--- Work to complete ---
Print out the entries exactly, and include each one.

Stored items:
*** Begin section ***

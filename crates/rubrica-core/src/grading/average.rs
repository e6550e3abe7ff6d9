//! Student running average
//!
//! The average is always rebuilt from the full set of recorded grades, never
//! adjusted incrementally. It is the sum of the weighted finals: notas carry
//! their own percentage, so a group whose notas total 100% yields a 0-100
//! style average.

use super::round2;
use crate::roster::{Calificacion, Student};

/// Sum of weighted finals, rounded to two decimals; 0 with no grades
pub fn recompute_average(calificaciones: &[Calificacion]) -> f64 {
    round2(calificaciones.iter().map(|c| c.final_score).sum())
}

impl Student {
    /// Refresh `average` from the current grade set and return it
    pub fn recompute_average(&mut self) -> f64 {
        self.average = recompute_average(&self.calificaciones);
        self.average
    }
}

*** End section ***

--- Response area ---
filename crates/rubrica-core/src/grading/average.rs
repository e6550e3abe7ff6d9
//! Student running average
//!
//! The average is always rebuilt from the full set of recorded grades, never
//! adjusted incrementally. It is the sum of the weighted finals: notas carry
//! their own percentage, so a group whose notas total 100% yields a 0-100
//! style average.

use super::round2;
use crate::roster::{Calificacion, Student};

/// Sum of weighted finals, rounded to two decimals; 0 with no grades
pub fn recompute_average(calificaciones: &[Calificacion]) -> f64 {
    round2(calificaciones.iter().map(|c| c.final_score).sum())
}

impl Student {
    /// Refresh `average` from the current grade set and return it
    pub fn recompute_average(&mut self) -> f64 {
        self.average = recompute_average(&self.calificaciones);
        self.average
    }
}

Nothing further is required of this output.